There is a fundamental disconnect between the religious outlook of Hindus and the Christians and Muslims which makes it impossible for a fruitful debate and mutual understanding on the question of religious conversion.

Reflect on the past trends: In 1000 A.D., Muslims and Christians in undivided India were in negligible numbers. By 1400, they had become 3.5 per cent of the sub-continent. In 1700, they rose to 11 per cent, and by 1891 to 13 per cent. By the time of Partition, they were 23 per cent, and today in South Asia, the Christian and Muslim population is 36 per cent. What will it be in 2050 or 2150? This is an extraordinary rise, which has continued even after freedom from British colonial rule. De facto power in the hands of Hindu majority has not changed the attitude of the proselytisers, only their strategy has changed and become invisible for most Hindus. And those Hindus who have been power in government have been soft on this issue entrapped by the lack of a Hindu mindset and bloc voting by the Muslims and Christians.

Even the most secular Hindus should however worry about this demographic trend, because secularism is itself under threat, if the Hindus lose their majority share in population. That is why even Gandhiji and Dr. Ambedkar [no Hindu fundamentalists but highly regarded secularists], during the freedom struggle had stoutly opposed religious conversions.
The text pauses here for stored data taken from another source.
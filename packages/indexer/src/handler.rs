//! Handler Contract
//!
//! One method per (message type, action) pair. Handlers are the only code
//! allowed to mutate the catalog. Transactions may be delivered more than
//! once, so every handler must be idempotent with respect to
//! [`Message::msg_id`].

use async_trait::async_trait;
use serde::de::DeserializeOwned;
use serde_json::value::RawValue;
use thiserror::Error;

use crate::action::ExecuteAction;
use crate::decoder::Message;
use crate::events::EventError;
use crate::proto::{Coin, MsgExecuteContract, MsgInstantiateContract};
use crate::store::{Collection, CollectionMetadata, StoreError};

#[cfg(test)]
use mockall::automock;

/// Errors a handler may return
#[derive(Error, Debug)]
pub enum HandlerError {
    #[error("Store error: {0}")]
    Store(#[from] StoreError),

    #[error("Invalid action body: {0}")]
    InvalidBody(#[from] serde_json::Error),

    #[error("Event error: {0}")]
    Event(#[from] EventError),

    #[error("Rejected: {0}")]
    Rejected(String),
}

/// A decoded instantiate message together with the created contract
#[derive(Debug, Clone, PartialEq)]
pub struct InstantiateCall {
    /// Address of the instantiated contract, taken from the events
    pub contract_address: String,
    pub msg: MsgInstantiateContract,
}

/// A decoded execute message with its resolved action
#[derive(Debug, Clone)]
pub struct ExecuteCall {
    pub sender: String,
    pub contract: String,
    pub funds: Vec<Coin>,
    pub action: ExecuteAction,
    /// JSON value found under the action key
    pub body: Box<RawValue>,
}

impl ExecuteCall {
    pub fn new(msg: MsgExecuteContract, action: ExecuteAction, body: Box<RawValue>) -> Self {
        Self {
            sender: msg.sender,
            contract: msg.contract,
            funds: msg.funds,
            action,
            body,
        }
    }

    /// Deserialize the action body into a handler-specific type
    pub fn body_as<T: DeserializeOwned>(&self) -> Result<T, HandlerError> {
        Ok(serde_json::from_str(self.body.get())?)
    }
}

/// A mint whose collection and token id are already resolved
#[derive(Debug, Clone)]
pub struct MintCall {
    pub execute: ExecuteCall,
    pub collection: Collection,
    pub metadata: CollectionMetadata,
    pub token_id: String,
}

/// Handlers updating the catalog
#[cfg_attr(test, automock)]
#[async_trait]
pub trait MessageHandlers: Send + Sync {
    /// The registry (name service) contract was instantiated
    async fn instantiate_registry(&self, msg: &Message, call: &InstantiateCall) -> Result<(), HandlerError>;

    /// A minter contract of the well-known code id was instantiated
    async fn instantiate_minter(&self, msg: &Message, call: &InstantiateCall) -> Result<(), HandlerError>;

    /// Mint into the registry collection
    async fn mint_registry(&self, msg: &Message, call: &MintCall) -> Result<(), HandlerError>;

    /// Mint into any other tracked collection
    async fn mint_collection(&self, msg: &Message, call: &MintCall) -> Result<(), HandlerError>;

    async fn buy(&self, msg: &Message, call: &ExecuteCall) -> Result<(), HandlerError>;

    async fn send_nft(&self, msg: &Message, call: &ExecuteCall) -> Result<(), HandlerError>;

    async fn withdraw(&self, msg: &Message, call: &ExecuteCall) -> Result<(), HandlerError>;

    async fn burn(&self, msg: &Message, call: &ExecuteCall) -> Result<(), HandlerError>;

    async fn update_price(&self, msg: &Message, call: &ExecuteCall) -> Result<(), HandlerError>;

    async fn update_metadata(&self, msg: &Message, call: &ExecuteCall) -> Result<(), HandlerError>;

    async fn update_primary_alias(&self, msg: &Message, call: &ExecuteCall) -> Result<(), HandlerError>;

    async fn transfer_nft(&self, msg: &Message, call: &ExecuteCall) -> Result<(), HandlerError>;
}
//! error type shared by index, verifiers and dump/reload functions

use thiserror::Error;

#[derive(Debug, Error)]
pub enum CgError {
    /// a sequence (a query or a row pushed in a store) has not the schema length
    #[error("invalid input : expected sequence length {expected}, got {got}")]
    InvalidInput { expected: usize, got: usize },

    /// a reloaded index was not built on the sequence store it is used with, it must be rebuilt
    #[error("index/dataset mismatch : index size {index}, dataset size {dataset}")]
    IndexDatasetMismatch { index: usize, dataset: usize },

    #[error("invalid parameters : {0}")]
    InvalidParameters(String),

    #[error(transparent)]
    Io(#[from] std::io::Error),

    #[error("binary encoding failed : {0}")]
    Encoding(#[from] bincode::Error),

    #[error("json encoding failed : {0}")]
    Json(#[from] serde_json::Error),
} // end of CgError

pub type CgResult<T> = std::result::Result<T, CgError>;
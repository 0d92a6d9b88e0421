//! A forest of independently randomized partition trees.
//!
//! Each tree routes a query to one bucket. Two sequences at small Hamming distance have a good chance to
//! reach the same bucket in at least one tree, so the union of the buckets over trees is the candidate set
//! passed to verification. Adding trees raises recall at the cost of memory and construction time.

use std::time::SystemTime;

use cpu_time::ProcessTime;
use fxhash::FxHashSet;
use rand::rngs::StdRng;
use rand::SeedableRng;
use rayon::prelude::*;
use serde::{Deserialize, Serialize};

use super::node::SeqId;
use super::tree::IndexTree;
use crate::errors::{CgError, CgResult};
use crate::seqstore::SeqStore;
use crate::utils::parameters::ForestParams;

#[derive(Clone, Debug, Serialize, Deserialize)]
pub struct Forest {
    params: ForestParams,
    schema_length: usize,
    trees: Vec<IndexTree>,
}

impl Forest {
    /// Builds params.nb_trees trees over all ids of store.
    /// Trees are built in parallel, each with its own rng.
    pub fn build<S: SeqStore>(store: &S, params: ForestParams) -> CgResult<Self> {
        params.check()?;
        log::info!(
            "building forest of {} trees, capacity {}, over {} sequences of length {}",
            params.get_nb_trees(),
            params.get_capacity(),
            store.len(),
            store.schema_length()
        );
        let start_t = SystemTime::now();
        let cpu_start = ProcessTime::now();
        //
        let trees: Vec<IndexTree> = (0..params.get_nb_trees())
            .into_par_iter()
            .map(|i| {
                let mut rng = match params.get_seed() {
                    Some(seed) => StdRng::seed_from_u64(seed.wrapping_add(i as u64)),
                    None => StdRng::from_os_rng(),
                };
                let tree = IndexTree::build(store, params.get_capacity(), params.get_dim_policy(), &mut rng);
                log::debug!("tree {} built, stats : {:?}", i, tree.stats());
                tree
            })
            .collect();
        //
        let cpu_time = cpu_start.elapsed().as_secs_f32();
        let elapsed_t = start_t.elapsed().map(|d| d.as_secs_f32()).unwrap_or(0.);
        log::info!("forest built, sys time(s) {:.3} cpu time(s) {:.3}", elapsed_t, cpu_time);
        //
        Ok(Forest {
            params,
            schema_length: store.schema_length(),
            trees,
        })
    } // end of build

    /// union of the buckets seq reaches in each tree, each id once.
    pub fn query(&self, seq: &[u8]) -> CgResult<Vec<SeqId>> {
        self.query_trees(0..self.trees.len(), seq)
    }

    /// union of the buckets reached by seq in the trees of rank given by tree_ranks
    pub fn query_trees<I>(&self, tree_ranks: I, seq: &[u8]) -> CgResult<Vec<SeqId>>
    where
        I: IntoIterator<Item = usize>,
    {
        if seq.len() != self.schema_length {
            return Err(CgError::InvalidInput {
                expected: self.schema_length,
                got: seq.len(),
            });
        }
        let mut seen = FxHashSet::<SeqId>::default();
        let mut candidates = Vec::<SeqId>::new();
        for rank in tree_ranks {
            let tree = self.trees.get(rank).ok_or_else(|| {
                CgError::InvalidParameters(format!("tree rank {} out of range, nb trees : {}", rank, self.trees.len()))
            })?;
            for &id in tree.query(seq)? {
                if seen.insert(id) {
                    candidates.push(id);
                }
            }
        }
        log::debug!("forest query : {} candidates", candidates.len());
        Ok(candidates)
    } // end of query_trees

    /// number of ids indexed, the same in each tree
    pub fn size(&self) -> usize {
        self.trees.first().map_or(0, |t| t.size())
    }

    pub fn get_nb_trees(&self) -> usize {
        self.trees.len()
    }

    pub fn get_trees(&self) -> &[IndexTree] {
        &self.trees
    }

    pub fn get_params(&self) -> &ForestParams {
        &self.params
    }

    pub fn get_schema_length(&self) -> usize {
        self.schema_length
    }

    /// checks the forest indexes store : same sequence length and same number of sequences.
    pub fn check_store<S: SeqStore>(&self, store: &S) -> CgResult<()> {
        if store.schema_length() != self.schema_length {
            log::error!(
                "forest built for length {}, store has length {}",
                self.schema_length,
                store.schema_length()
            );
            return Err(CgError::InvalidInput {
                expected: self.schema_length,
                got: store.schema_length(),
            });
        }
        if self.size() != store.len() {
            log::error!("forest size {} , store size {}", self.size(), store.len());
            return Err(CgError::IndexDatasetMismatch {
                index: self.size(),
                dataset: store.len(),
            });
        }
        Ok(())
    } // end of check_store

    /// binary dump of the whole forest
    pub fn to_bytes(&self) -> CgResult<Vec<u8>> {
        Ok(bincode::serialize(self)?)
    }

    /// reloads a forest from to_bytes output and checks all trees have the same size
    pub fn from_bytes(bytes: &[u8]) -> CgResult<Self> {
        let forest: Forest = bincode::deserialize(bytes)?;
        forest.check_trees()?;
        Ok(forest)
    }

    fn check_trees(&self) -> CgResult<()> {
        if self.trees.is_empty() {
            return Err(CgError::InvalidParameters("forest has no tree".to_string()));
        }
        let size = self.size();
        for tree in &self.trees {
            if tree.size() != size || tree.get_schema_length() != self.schema_length {
                return Err(CgError::InvalidParameters(format!(
                    "inconsistent trees in forest, tree size {} , first tree size {}",
                    tree.size(),
                    size
                )));
            }
        }
        Ok(())
    }
} // end of impl Forest

//=====================================================================================

// end of mod tests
In Mahatma’s interview given to The Hindu in 1931 [see Collected Works of Mahatma Gandhi, Vol XLV, p.320] he stated:

“Every nation’s religion is as good as another. Certainly India’s religions are adequate for her people. We need no converting spiritually.”

Gandhiji went on to add that if foreign missionaries in independent India sought to convert by inducement such as by medical aid and in providing education, then he would ask them to withdraw from the country. Lest his remarks be treated as a misquote or off the cuff, Gandhiji later authored an article to reaffirm the same view in different language:

“ India stands in no need of conversions from one faith to another” (Young India, April 23, 1931 issue).